Les chiffres du SPF Économie ont révélé qu’en 2015, la Suède avait la plus faible tension salariale. La Belgique suivait en 3e position. La France, les Pays-Bas et l’Allemagne étaient respectivement 7e, 8e et 21e. Acerta a calculé la tension salariale pour ces dernières années sur la base des données de l’ensemble des travailleurs de ses plus de 40 000 employeurs issus du secteur privé. Les intérimaires et travailleurs saisonniers ou occasionnels n’ont pas été repris dans l’étude.
Catherine Langenaeken, Consultant Legal & Reward d’ACERTA Consult : « La tension salariale est un élément indispensable. La liberté de négocier la rémunération crée sur le marché du travail une dynamique souhaitable. Enfin, le marché du travail est un marché corrigé où le prix du travail se négocie. La condition est toutefois de bien veiller au seuil inférieur : les salaires les plus faibles ne peuvent pas être trop bas. En Belgique, les salaires minimums sont fixés par les partenaires sociaux dans les Commissions paritaires. Les salaires qui y sont établis sont, à une exception près, toujours supérieurs au salaire minimum fixé à l’échelle nationale. Par ailleurs, il existe un risque réel d’impact sur les travailleurs issus du marché si les salaires les plus bas sont trop élevés. À un moment donné, il devient plus intéressant d’automatiser le travail effectué par ces travailleurs ou de le faire exécuter à l’étranger. Les pouvoirs publics interviennent pour les travailleurs à bas salaire : d’une part, en donnant aux employeurs pour ces travailleurs une diminution des charges faisant baisser proportionnellement le coût salarial ; d’autre part, en donnant aux travailleurs un revenu net disponible plus élevé, par l’octroi d’un trajet brut-net plus avantageux. »
La tension salariale la plus élevée en 6 ans
Ces calculs révèlent une augmentation progressive de la tension salariale en Belgique.Que nous considérions le marché du travail dans son ensemble, ou les ouvriers et les employés séparément, ou les hommes et les femmes, les régions, les secteurs… Dans tous les cas, un constat frappant est le grand bond réalisé par la tension salariale en 2017. Quels sont les facteurs expliquant ce phénomène ?

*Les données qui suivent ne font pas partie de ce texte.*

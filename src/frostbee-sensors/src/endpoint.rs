//! Description of the endpoint exposed to the network, and its current attribute values.
//!
//! The endpoint is a Home Automation temperature sensor: it serves the Basic, Identify, Power
//! Configuration, Temperature Measurement and Relative Humidity Measurement clusters, and is an
//! Identify client.
//! Its description is plain data, built by [`build()`] and handed to the radio stack; the
//! values that change over time live in an [`AttributeStore`].

use crate::report::{BatteryReport, MeasurementReport};

/// Endpoint number.
pub const ENDPOINT_ID: u8 = 1;
/// Home Automation profile.
pub const PROFILE_HOME_AUTOMATION: u16 = 0x0104;
/// Temperature sensor device.
pub const DEVICE_TEMPERATURE_SENSOR: u16 = 0x0302;

/// Manufacturer name reported by the Basic cluster.
pub const MANUFACTURER: &str = "Frostbee";
/// Model identifier reported by the Basic cluster.
pub const MODEL: &str = "FBE_TH_1";

/// Cluster identifiers.
pub mod cluster {
    /// Basic.
    pub const BASIC: u16 = 0x0000;
    /// Power Configuration.
    pub const POWER_CONFIGURATION: u16 = 0x0001;
    /// Identify.
    pub const IDENTIFY: u16 = 0x0003;
    /// Temperature Measurement.
    pub const TEMPERATURE: u16 = 0x0402;
    /// Relative Humidity Measurement.
    pub const HUMIDITY: u16 = 0x0405;
}

/// Attribute identifiers, within their cluster.
pub mod attribute {
    /// Basic: ZCL version.
    pub const ZCL_VERSION: u16 = 0x0000;
    /// Basic: manufacturer name.
    pub const MANUFACTURER_NAME: u16 = 0x0004;
    /// Basic: model identifier.
    pub const MODEL_IDENTIFIER: u16 = 0x0005;
    /// Basic: power source.
    pub const POWER_SOURCE: u16 = 0x0007;
    /// Identify: remaining identify time.
    pub const IDENTIFY_TIME: u16 = 0x0000;
    /// Power Configuration: battery voltage, in 100 mV.
    pub const BATTERY_VOLTAGE: u16 = 0x0020;
    /// Power Configuration: remaining battery, in half-percents.
    pub const BATTERY_PERCENTAGE_REMAINING: u16 = 0x0021;
    /// Measurement clusters: measured value.
    pub const MEASURED_VALUE: u16 = 0x0000;
    /// Measurement clusters: minimum measurable value.
    pub const MIN_MEASURED_VALUE: u16 = 0x0001;
    /// Measurement clusters: maximum measurable value.
    pub const MAX_MEASURED_VALUE: u16 = 0x0002;
}

/// Whether the endpoint serves a cluster or uses it.
#[derive(Debug, Copy, Clone, PartialEq, Eq)]
#[cfg_attr(feature = "defmt", derive(defmt::Format))]
pub enum Role {
    /// The endpoint holds the attributes.
    Server,
    /// The endpoint sends commands to remote servers.
    Client,
}

/// An attribute value.
#[derive(Debug, Copy, Clone, PartialEq, Eq)]
#[cfg_attr(feature = "defmt", derive(defmt::Format))]
pub enum Value {
    /// 8-bit unsigned integer.
    U8(u8),
    /// 8-bit enumeration.
    Enum8(u8),
    /// 16-bit signed integer.
    I16(i16),
    /// 16-bit unsigned integer.
    U16(u16),
    /// Character string.
    Str(&'static str),
}

/// Where the value of an attribute comes from.
#[derive(Debug, Copy, Clone, PartialEq, Eq)]
#[cfg_attr(feature = "defmt", derive(defmt::Format))]
pub enum Source {
    /// Never changes.
    Constant(Value),
    /// Held by the [`AttributeStore`].
    Live,
}

/// Describes an attribute.
#[derive(Debug, Copy, Clone, PartialEq, Eq)]
#[cfg_attr(feature = "defmt", derive(defmt::Format))]
pub struct Attribute {
    /// Identifier within the cluster.
    pub id: u16,
    /// Where the value comes from.
    pub source: Source,
    /// Whether the attribute can be configured for reporting.
    pub reportable: bool,
}

impl Attribute {
    const fn constant(id: u16, value: Value) -> Self {
        Self {
            id,
            source: Source::Constant(value),
            reportable: false,
        }
    }

    const fn live(id: u16, reportable: bool) -> Self {
        Self {
            id,
            source: Source::Live,
            reportable,
        }
    }
}

/// Describes a cluster.
#[derive(Debug, Copy, Clone, PartialEq, Eq)]
#[cfg_attr(feature = "defmt", derive(defmt::Format))]
pub struct Cluster {
    /// Cluster identifier.
    pub id: u16,
    /// Server or client.
    pub role: Role,
    /// Attributes held by the cluster; empty for clients.
    pub attributes: &'static [Attribute],
}

/// Describes the endpoint.
#[derive(Debug, Copy, Clone, PartialEq, Eq)]
#[cfg_attr(feature = "defmt", derive(defmt::Format))]
pub struct Endpoint {
    /// Endpoint number.
    pub id: u8,
    /// Application profile.
    pub profile: u16,
    /// Device type.
    pub device: u16,
    /// Clusters, servers first.
    pub clusters: [Cluster; 6],
}

impl Endpoint {
    /// Returns the cluster `id` with the given role.
    #[must_use]
    pub fn cluster(&self, id: u16, role: Role) -> Option<&Cluster> {
        self.clusters.iter().find(|c| c.id == id && c.role == role)
    }

    /// Returns the server attribute `attribute` of cluster `cluster`.
    #[must_use]
    pub fn attribute(&self, cluster: u16, attribute: u16) -> Option<&Attribute> {
        self.cluster(cluster, Role::Server)?
            .attributes
            .iter()
            .find(|a| a.id == attribute)
    }
}

static BASIC_ATTRIBUTES: [Attribute; 4] = [
    Attribute::constant(attribute::ZCL_VERSION, Value::U8(3)),
    Attribute::constant(attribute::MANUFACTURER_NAME, Value::Str(MANUFACTURER)),
    Attribute::constant(attribute::MODEL_IDENTIFIER, Value::Str(MODEL)),
    // Battery.
    Attribute::constant(attribute::POWER_SOURCE, Value::Enum8(0x03)),
];

static IDENTIFY_ATTRIBUTES: [Attribute; 1] = [Attribute::live(attribute::IDENTIFY_TIME, false)];

static POWER_ATTRIBUTES: [Attribute; 2] = [
    Attribute::live(attribute::BATTERY_VOLTAGE, false),
    Attribute::live(attribute::BATTERY_PERCENTAGE_REMAINING, true),
];

static TEMPERATURE_ATTRIBUTES: [Attribute; 3] = [
    Attribute::live(attribute::MEASURED_VALUE, true),
    Attribute::constant(attribute::MIN_MEASURED_VALUE, Value::I16(-4000)),
    Attribute::constant(attribute::MAX_MEASURED_VALUE, Value::I16(12500)),
];

static HUMIDITY_ATTRIBUTES: [Attribute; 3] = [
    Attribute::live(attribute::MEASURED_VALUE, true),
    Attribute::constant(attribute::MIN_MEASURED_VALUE, Value::U16(0)),
    Attribute::constant(attribute::MAX_MEASURED_VALUE, Value::U16(10000)),
];

/// Builds the description of the endpoint.
#[must_use]
pub fn build() -> Endpoint {
    let server = |id: u16, attributes: &'static [Attribute]| Cluster {
        id,
        role: Role::Server,
        attributes,
    };

    Endpoint {
        id: ENDPOINT_ID,
        profile: PROFILE_HOME_AUTOMATION,
        device: DEVICE_TEMPERATURE_SENSOR,
        clusters: [
            server(cluster::BASIC, &BASIC_ATTRIBUTES),
            server(cluster::IDENTIFY, &IDENTIFY_ATTRIBUTES),
            server(cluster::POWER_CONFIGURATION, &POWER_ATTRIBUTES),
            server(cluster::TEMPERATURE, &TEMPERATURE_ATTRIBUTES),
            server(cluster::HUMIDITY, &HUMIDITY_ATTRIBUTES),
            Cluster {
                id: cluster::IDENTIFY,
                role: Role::Client,
                attributes: &[],
            },
        ],
    }
}

/// Current values of the live attributes.
///
/// Values read before the first update are the "unknown" values of the respective attributes.
#[derive(Debug, Copy, Clone, PartialEq, Eq)]
#[cfg_attr(feature = "defmt", derive(defmt::Format))]
pub struct AttributeStore {
    temperature: i16,
    humidity: u16,
    battery_voltage: u8,
    battery_percentage: u8,
}

impl AttributeStore {
    /// "Unknown" temperature.
    pub const UNKNOWN_TEMPERATURE: i16 = i16::MIN;
    /// "Unknown" humidity.
    pub const UNKNOWN_HUMIDITY: u16 = 0xffff;
    /// "Unknown" battery voltage or percentage.
    pub const UNKNOWN_BATTERY: u8 = 0xff;

    /// Returns a store holding only unknown values.
    #[must_use]
    pub const fn new() -> Self {
        Self {
            temperature: Self::UNKNOWN_TEMPERATURE,
            humidity: Self::UNKNOWN_HUMIDITY,
            battery_voltage: Self::UNKNOWN_BATTERY,
            battery_percentage: Self::UNKNOWN_BATTERY,
        }
    }

    /// Records a measurement; invalid measurements are ignored.
    ///
    /// Returns whether the values were updated.
    pub fn update_measurement(&mut self, report: MeasurementReport) -> bool {
        if !report.valid {
            return false;
        }
        self.temperature = report.temperature;
        self.humidity = report.humidity;
        true
    }

    /// Records a battery state.
    pub fn update_battery(&mut self, report: BatteryReport) {
        self.battery_voltage = report.voltage;
        self.battery_percentage = report.percentage;
    }

    /// Returns the value of a server attribute described in `endpoint`.
    #[must_use]
    pub fn read(&self, endpoint: &Endpoint, cluster: u16, attribute: u16) -> Option<Value> {
        match endpoint.attribute(cluster, attribute)?.source {
            Source::Constant(value) => Some(value),
            Source::Live => self.live(cluster, attribute),
        }
    }

    fn live(&self, cluster_id: u16, attribute_id: u16) -> Option<Value> {
        let value = match (cluster_id, attribute_id) {
            (cluster::TEMPERATURE, attribute::MEASURED_VALUE) => Value::I16(self.temperature),
            (cluster::HUMIDITY, attribute::MEASURED_VALUE) => Value::U16(self.humidity),
            (cluster::POWER_CONFIGURATION, attribute::BATTERY_VOLTAGE) => {
                Value::U8(self.battery_voltage)
            }
            (cluster::POWER_CONFIGURATION, attribute::BATTERY_PERCENTAGE_REMAINING) => {
                Value::U8(self.battery_percentage)
            }
            // The device never identifies itself.
            (cluster::IDENTIFY, attribute::IDENTIFY_TIME) => Value::U16(0),
            _ => return None,
        };
        Some(value)
    }
}

impl Default for AttributeStore {
    fn default() -> Self {
        Self::new()
    }
}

Les travailleurs à plus-value profitent de l’attractivité économique. Ils obtiennent davantage de possibilités d’exercer des fonctions mieux payées auprès de leur employeur actuel. Dans bon nombre d’entreprises, la rémunération variable est influencée par les résultats économiques de l’entreprise : si une entreprise obtient de bons résultats, les bonus qu’elle octroie à ses collaborateurs augmentent. Le boom accroît également la mobilité professionnelle, les travailleurs tendant l’oreille ailleurs. Ceci afin d’estimer leur propre valeur, chose à laquelle ils peuvent alors confronter leur employeur. Ou ils essaient effectivement de s’améliorer ailleurs. La guerre des talents joue en faveur de ces travailleurs au profil rare, mais hautement sollicité. Ils peuvent faire valoir leurs atouts, ailleurs ou auprès de leur propre employeur.
Parmi les ouvriers, la tension salariale est plus faible. Différentes causes expliquent ce phénomène. Par rapport aux employés, les salaires des ouvriers sont davantage négociés au niveau collectif ; les occasions de négociations salariales individuelles sont plus rares. Le ‘poids spécifique’ des fonctions d’ouvriers est également moins varié, alors que parmi les employés, il existe une plus grande diversité de ‘classes de pondération’, avec pour conséquence des salaires plus éloignés les uns des autres. Les ouvriers prestent aussi plus rapidement à leur niveau maximum ; leur courbe d’apprentissage et de croissance est plus courte. Enfin, les travailleurs qui délivrent du travail manuel hautement qualifié sont souvent ‘récompensés’ par un contrat d’employé.
Autre inégalité: une tension salariale plus faible chez les femmes
Si nous comparons la tension salariale d’une employée ou d’une ouvrière à celle de son homologue masculin, la tension salariale chez les femmes est systématiquement sensiblement inférieure. Les hommes ont-ils des profils plus rares, leur conférant davantage de marge de négociation ? Les femmes sont-elles moins actives au niveau des négociations salariales ? Et celles qui négocient bel et bien sont-elles dès lors plus conciliantes ? Dans tous les cas, l’écart de tension salariale est un élément dont employeurs et travailleurs ont davantage conscience. Une tension salariale trop faible ralentit la dynamique, chose néanmoins souhaitable en des temps de boom. « Les femmes se défendent bien sur le marché du travail. Aujourd’hui, plus de femmes que d’hommes terminent leurs études avec un diplôme de l’enseignement supérieur. Il n’existe pas non plus de bonne raison justifiant qu’elles n’exprimeraient pas de plus hautes attentes salariales envers leur employeur. »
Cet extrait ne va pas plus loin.